Training with Half Precision

We’ve developed a lightweight, open-source set of Pytorch tools to enable easier, more numerically stable mixed precision training: Mixed precision means that the majority of the network uses FP16 arithmetic (reducing memory storage/bandwidth demands and enabling Tensor Cores for gemms and convolutions), while a small subset of operations are executed in FP32 for improved stability.

Highlights include:

  • Amp, a tool that executes all numerically safe Torch functions in FP16, while automatically casting potentially unstable operations to FP32. Amp also automatically implements dynamic loss scaling. Amp is designed to offer maximum numerical stability, and most of the speed benefits of pure FP16 training.
  • FP16_Optimizer, an optimizer wrapper that automatically implements FP32 master weights for parameter updates, as well as static or dynamic loss scaling.

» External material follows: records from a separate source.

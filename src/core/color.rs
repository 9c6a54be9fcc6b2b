//! RGBA-Farbe mit verlustfreier `#RRGGBBAA`-Kodierung und Farbnamen.

use regex::Regex;
use serde::{Deserialize, Serialize};
use std::sync::LazyLock;

/// Erlaubte Hex-Token: `RRGGBB` oder `RRGGBBAA`, optional mit `#`.
static HEX_TOKEN: LazyLock<Option<Regex>> =
    LazyLock::new(|| Regex::new(r"^#?([0-9A-Fa-f]{6}|[0-9A-Fa-f]{8})$").ok());

/// 8-Bit-RGBA-Farbe.
///
/// Intern als `u8` gespeichert, damit der Roundtrip über `#RRGGBBAA` exakt ist.
/// Serialisiert als Hex-String (JSON-Dokument und TOML-Optionen).
#[derive(Debug, Clone, Copy, PartialEq, Eq, Hash, Serialize, Deserialize)]
#[serde(try_from = "String", into = "String")]
pub struct Color {
    pub r: u8,
    pub g: u8,
    pub b: u8,
    pub a: u8,
}

impl Color {
    pub const BLACK: Color = Color::rgb(0, 0, 0);
    pub const WHITE: Color = Color::rgb(255, 255, 255);
    pub const RED: Color = Color::rgb(255, 0, 0);
    pub const GREEN: Color = Color::rgb(0, 255, 0);
    pub const BLUE: Color = Color::rgb(0, 0, 255);
    pub const YELLOW: Color = Color::rgb(255, 255, 0);
    pub const CYAN: Color = Color::rgb(0, 255, 255);
    pub const MAGENTA: Color = Color::rgb(255, 0, 255);
    pub const GRAY: Color = Color::rgb(128, 128, 128);
    pub const ORANGE: Color = Color::rgb(255, 128, 0);
    pub const PURPLE: Color = Color::rgb(128, 0, 128);
    /// Standard-Highlight für selektierte Shapes.
    pub const DARK_ORANGE: Color = Color::rgb(255, 140, 0);

    /// Benannte Farben in Prüfreihenfolge (erste Übereinstimmung gewinnt).
    const NAMED: [(&'static str, Color); 11] = [
        ("Red", Color::RED),
        ("Green", Color::GREEN),
        ("Blue", Color::BLUE),
        ("White", Color::WHITE),
        ("Black", Color::BLACK),
        ("Yellow", Color::YELLOW),
        ("Cyan", Color::CYAN),
        ("Magenta", Color::MAGENTA),
        ("Gray", Color::GRAY),
        ("Orange", Color::ORANGE),
        ("Purple", Color::PURPLE),
    ];

    /// Voll deckende Farbe aus 8-Bit-Kanälen.
    pub const fn rgb(r: u8, g: u8, b: u8) -> Self {
        Self { r, g, b, a: 255 }
    }

    /// Farbe aus 8-Bit-Kanälen inkl. Alpha.
    pub const fn rgba(r: u8, g: u8, b: u8, a: u8) -> Self {
        Self { r, g, b, a }
    }

    /// Farbe aus `[0, 1]`-Kanälen; Werte außerhalb werden geklemmt.
    pub fn from_rgba_f32(rgba: [f32; 4]) -> Self {
        let to_u8 = |c: f32| (c.clamp(0.0, 1.0) * 255.0).round() as u8;
        Self::rgba(to_u8(rgba[0]), to_u8(rgba[1]), to_u8(rgba[2]), to_u8(rgba[3]))
    }

    /// Kanäle als `[0, 1]`-Floats.
    pub fn to_rgba_f32(self) -> [f32; 4] {
        [
            self.r as f32 / 255.0,
            self.g as f32 / 255.0,
            self.b as f32 / 255.0,
            self.a as f32 / 255.0,
        ]
    }

    /// `#RRGGBBAA` in Großbuchstaben.
    pub fn to_hex(self) -> String {
        format!("#{:02X}{:02X}{:02X}{:02X}", self.r, self.g, self.b, self.a)
    }

    /// Parst `#RRGGBB` oder `#RRGGBBAA` (das `#` ist optional).
    pub fn from_hex(token: &str) -> Option<Self> {
        let regex = HEX_TOKEN.as_ref()?;
        if !regex.is_match(token) {
            return None;
        }
        let digits = token.trim_start_matches('#');
        let channel = |i: usize| u8::from_str_radix(&digits[i..i + 2], 16).ok();
        let alpha = if digits.len() == 8 { channel(6)? } else { 255 };
        Some(Self::rgba(channel(0)?, channel(2)?, channel(4)?, alpha))
    }

    /// Sucht eine benannte Farbe (Groß-/Kleinschreibung egal).
    pub fn from_name(name: &str) -> Option<Self> {
        Self::NAMED
            .iter()
            .find(|(n, _)| n.eq_ignore_ascii_case(name))
            .map(|(_, c)| *c)
    }

    /// Name der Farbe, falls sie einer benannten Farbe entspricht.
    pub fn name(self) -> Option<&'static str> {
        Self::NAMED.iter().find(|(_, c)| *c == self).map(|(n, _)| *n)
    }

    /// Token für Kommandozeilen und `GetValues`: Name, sonst Hex.
    pub fn to_token(self) -> String {
        match self.name() {
            Some(name) => name.to_string(),
            None => self.to_hex(),
        }
    }

    /// Löst ein Farb-Token (Name oder Hex) auf. Unbekannte Token → Schwarz.
    pub fn parse_token(token: &str) -> Self {
        Self::from_name(token)
            .or_else(|| Self::from_hex(token))
            .unwrap_or_else(|| {
                log::debug!("Unbekanntes Farb-Token '{}', verwende Schwarz", token);
                Self::BLACK
            })
    }
}

impl Default for Color {
    fn default() -> Self {
        Self::BLACK
    }
}

impl From<Color> for String {
    fn from(color: Color) -> Self {
        color.to_hex()
    }
}

impl TryFrom<String> for Color {
    type Error = String;

    fn try_from(value: String) -> Result<Self, Self::Error> {
        Color::from_hex(&value).ok_or_else(|| format!("Ungültige Farbe: '{}'", value))
    }
}

impl std::fmt::Display for Color {
    fn fmt(&self, f: &mut std::fmt::Formatter<'_>) -> std::fmt::Result {
        f.write_str(&self.to_token())
    }
}

#[cfg(test)]
mod tests {
    use super::*;

    #[test]
    fn hex_roundtrip_is_lossless() {
        let color = Color::rgba(18, 52, 86, 120);
        assert_eq!(color.to_hex(), "#12345678");
        assert_eq!(Color::from_hex(&color.to_hex()), Some(color));
    }

    #[test]
    fn hex_without_alpha_is_opaque() {
        assert_eq!(Color::from_hex("ff8000"), Some(Color::ORANGE));
        assert_eq!(Color::from_hex("#FF8000"), Some(Color::ORANGE));
    }

    #[test]
    fn invalid_hex_is_rejected() {
        assert_eq!(Color::from_hex("#12345"), None);
        assert_eq!(Color::from_hex("#GG0000"), None);
        assert_eq!(Color::from_hex(""), None);
    }

    #[test]
    fn named_colors_ignore_case() {
        assert_eq!(Color::from_name("red"), Some(Color::RED));
        assert_eq!(Color::from_name("PURPLE"), Some(Color::PURPLE));
        assert_eq!(Color::from_name("teal"), None);
    }

    #[test]
    fn unknown_token_falls_back_to_black() {
        assert_eq!(Color::parse_token("irgendwas"), Color::BLACK);
        assert_eq!(Color::parse_token("Blue"), Color::BLUE);
        assert_eq!(Color::parse_token("#00FF0080"), Color::rgba(0, 255, 0, 128));
    }

    #[test]
    fn token_prefers_name_over_hex() {
        assert_eq!(Color::GREEN.to_token(), "Green");
        assert_eq!(Color::rgb(1, 2, 3).to_token(), "#010203FF");
    }

    #[test]
    fn float_channels_roundtrip() {
        let color = Color::rgba(0, 128, 255, 64);
        assert_eq!(Color::from_rgba_f32(color.to_rgba_f32()), color);
    }

    #[test]
    fn serde_uses_hex_string() {
        let json = serde_json::to_string(&Color::RED).expect("serialisierbar");
        assert_eq!(json, "\"#FF0000FF\"");
        let back: Color = serde_json::from_str(&json).expect("deserialisierbar");
        assert_eq!(back, Color::RED);
        assert!(serde_json::from_str::<Color>("\"nope\"").is_err());
    }
}
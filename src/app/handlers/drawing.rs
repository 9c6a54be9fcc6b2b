//! Handler für Klick-Zeichnen und Cursor-Bewegung.

use crate::app::state::InputMode;
use crate::app::tools::ToolAction;
use crate::app::AppState;
use glam::Vec2;

/// Klick im Zeichenmodus: Punkt sammeln, bei vollständiger Anzahl Shape erzeugen.
pub fn click(state: &mut AppState, pos: Vec2) {
    let Some(kind) = state.editor.mode.draw_kind() else {
        return;
    };
    let action = state.drawer.on_click(
        kind,
        pos,
        state.options.default_shape_color,
        &mut state.registry,
        &mut state.pool,
        &mut state.messages,
    );
    if let ToolAction::Created(handle) = action {
        log::debug!("{} erzeugt als {}", kind, handle);
    }
}

/// Merkt die Cursorposition und aktualisiert Vorschau bzw. laufende Session.
pub fn update_cursor(state: &mut AppState, pos: Vec2) {
    state.editor.cursor = pos;
    match state.editor.mode {
        InputMode::Rotate => {
            state
                .rotation
                .update_preview(&mut state.registry, &mut state.pool, pos)
        }
        InputMode::Move => state.mover.update(&mut state.registry, &mut state.pool, pos),
        mode => {
            if let Some(kind) = mode.draw_kind() {
                state
                    .drawer
                    .update_preview(kind, pos, state.options.preview_color, &mut state.pool);
            }
        }
    }
}

/// Verwirft offene Klicks und die Vorschau.
pub fn cancel(state: &mut AppState) {
    state.drawer.cancel(&mut state.pool, &mut state.messages);
}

FP16_Optimizer is designed to be minimally invasive (it doesn’t change the execution of Torch operations) and offer almost all the speed of pure FP16 training with significantly improved numerical stability.
  • apex.parallel.DistributedDataParallel, a distributed module wrapper that achieves high performance by overlapping computation with communication during backward(). Apex DistributedDataParallel is useful for both pure FP32 as well as mixed precision training.

Full API documentation can be found here.


Our examples page demonstrates the use of FP16_Optimizer and Apex DistributedDataParallel. Amp examples are coming soon, and Amp’s use is thoroughly discussed in its README.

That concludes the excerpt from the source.